• _Recorded data_
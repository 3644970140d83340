//! YouTube video reference parsing.

use regex::Regex;
use std::sync::LazyLock;

use crate::error::{FactCheckError, Result};

const VIDEO_ID_LEN: usize = 11;

static URL_PATTERN: LazyLock<Regex> = LazyLock::new(|| {
    Regex::new(r"^.*(youtu\.be/|v/|u/\w/|embed/|watch\?v=|&v=)([^#&?]*).*").unwrap()
});

static BARE_ID: LazyLock<Regex> =
    LazyLock::new(|| Regex::new(r"^[A-Za-z0-9_-]{11}$").unwrap());

/// Extract the 11-character video id from a URL or a bare id.
pub fn extract_video_id(reference: &str) -> Option<String> {
    let reference = reference.trim();
    if BARE_ID.is_match(reference) {
        return Some(reference.to_string());
    }

    URL_PATTERN
        .captures(reference)
        .and_then(|caps| caps.get(2))
        .map(|m| m.as_str())
        .filter(|id| id.len() == VIDEO_ID_LEN)
        .map(str::to_string)
}

/// Like [`extract_video_id`], but an unrecognised reference is an error.
pub fn parse_video_id(reference: &str) -> Result<String> {
    extract_video_id(reference).ok_or_else(|| {
        FactCheckError::invalid_input(format!("not a YouTube video reference: {:?}", reference))
    })
}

• _Activity_
When the line containing "return Some(reference.to_string());" is reached, return it and every later line through the end of the listing above, unaltered and alone.

• _Final answer_
        return Some(reference.to_string());
    }

    URL_PATTERN
        .captures(reference)
        .and_then(|caps| caps.get(2))
        .map(|m| m.as_str())
        .filter(|id| id.len() == VIDEO_ID_LEN)
        .map(str::to_string)
}

/// Like [`extract_video_id`], but an unrecognised reference is an error.
pub fn parse_video_id(reference: &str) -> Result<String> {
    extract_video_id(reference).ok_or_else(|| {
        FactCheckError::invalid_input(format!("not a YouTube video reference: {:?}", reference))
    })
}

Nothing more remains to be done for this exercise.